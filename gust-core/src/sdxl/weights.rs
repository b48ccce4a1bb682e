use std::path::PathBuf;

use anyhow::{Context, Result};
use candle_core::utils::{cuda_is_available, metal_is_available};
use candle_core::{DType, Device};
use hf_hub::api::tokio::Api;
use tracing::debug;

use crate::{DeviceMap, ModelVariant};

const CLIP_TOKENIZER_REPO: &str = "openai/clip-vit-large-patch14";
const CLIP2_TOKENIZER_REPO: &str = "laion/CLIP-ViT-bigG-14-laion2B-39B-b160k";
// The stock SDXL VAE overflows in f16.
const FP16_VAE_REPO: &str = "madebyollin/sdxl-vae-fp16-fix";

/// Weight precision, which decides both the checkpoint files and the dtype
/// the UNet and VAE run in.
#[derive(Debug, Clone, Copy, PartialEq, Eq)]
pub enum Precision {
    Half,
    Full,
}

impl Precision {
    pub fn for_device(device: &Device) -> Self {
        if device.is_cpu() {
            Precision::Full
        } else {
            Precision::Half
        }
    }

    /// The precision `select_best_device` would end up with, without opening
    /// a device: an ordinal only means half precision when an accelerator
    /// backend is compiled in.
    pub fn for_device_map(device_map: DeviceMap) -> Self {
        match device_map {
            DeviceMap::Ordinal(_) if cuda_is_available() || metal_is_available() => {
                Precision::Half
            }
            _ => Precision::Full,
        }
    }

    pub fn dtype(&self) -> DType {
        match self {
            Precision::Half => DType::F16,
            Precision::Full => DType::F32,
        }
    }
}

#[derive(Debug, Clone, Copy, PartialEq, Eq)]
pub struct WeightFile {
    pub repo: &'static str,
    pub file: &'static str,
}

impl WeightFile {
    const fn new(repo: &'static str, file: &'static str) -> Self {
        Self { repo, file }
    }

    async fn fetch(&self, api: &Api) -> Result<PathBuf> {
        debug!(repo = self.repo, file = self.file, "fetching");
        api.model(self.repo.to_string())
            .get(self.file)
            .await
            .with_context(|| format!("failed to get {} from {}", self.file, self.repo))
    }
}

/// Every file a variant needs, for one precision.
#[derive(Debug, Clone, PartialEq, Eq)]
pub struct WeightManifest {
    pub tokenizer: WeightFile,
    pub tokenizer2: WeightFile,
    pub clip: WeightFile,
    pub clip2: WeightFile,
    pub unet: WeightFile,
    pub vae: WeightFile,
}

/// Local cache paths of a fetched [`WeightManifest`].
#[derive(Debug, Clone)]
pub struct WeightPaths {
    pub tokenizer: PathBuf,
    pub tokenizer2: PathBuf,
    pub clip: PathBuf,
    pub clip2: PathBuf,
    pub unet: PathBuf,
    pub vae: PathBuf,
}

impl WeightManifest {
    pub fn for_variant(variant: ModelVariant, precision: Precision) -> Self {
        let repo = variant.repo_id();
        let (clip, clip2, unet) = match precision {
            Precision::Half => (
                "text_encoder/model.fp16.safetensors",
                "text_encoder_2/model.fp16.safetensors",
                "unet/diffusion_pytorch_model.fp16.safetensors",
            ),
            Precision::Full => (
                "text_encoder/model.safetensors",
                "text_encoder_2/model.safetensors",
                "unet/diffusion_pytorch_model.safetensors",
            ),
        };
        let vae = match precision {
            Precision::Half => WeightFile::new(FP16_VAE_REPO, "diffusion_pytorch_model.safetensors"),
            Precision::Full => WeightFile::new(repo, "vae/diffusion_pytorch_model.safetensors"),
        };

        Self {
            tokenizer: WeightFile::new(CLIP_TOKENIZER_REPO, "tokenizer.json"),
            tokenizer2: WeightFile::new(CLIP2_TOKENIZER_REPO, "tokenizer.json"),
            clip: WeightFile::new(repo, clip),
            clip2: WeightFile::new(repo, clip2),
            unet: WeightFile::new(repo, unet),
            vae,
        }
    }

    #[cfg(test)]
    fn files(&self) -> [&WeightFile; 6] {
        [
            &self.tokenizer,
            &self.tokenizer2,
            &self.clip,
            &self.clip2,
            &self.unet,
            &self.vae,
        ]
    }

    /// Fetch every file, hitting the network only for files missing from the cache.
    pub async fn fetch(&self, api: &Api) -> Result<WeightPaths> {
        Ok(WeightPaths {
            tokenizer: self.tokenizer.fetch(api).await?,
            tokenizer2: self.tokenizer2.fetch(api).await?,
            clip: self.clip.fetch(api).await?,
            clip2: self.clip2.fetch(api).await?,
            unet: self.unet.fetch(api).await?,
            vae: self.vae.fetch(api).await?,
        })
    }
}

+--

What you need to do
Wherever the word "PathBuf" turns up in a line of the entries above, copy that line.

Solved exercise
use std::path::PathBuf;
    async fn fetch(&self, api: &Api) -> Result<PathBuf> {
    pub tokenizer: PathBuf,
    pub tokenizer2: PathBuf,
    pub clip: PathBuf,
    pub clip2: PathBuf,
    pub unet: PathBuf,
    pub vae: PathBuf,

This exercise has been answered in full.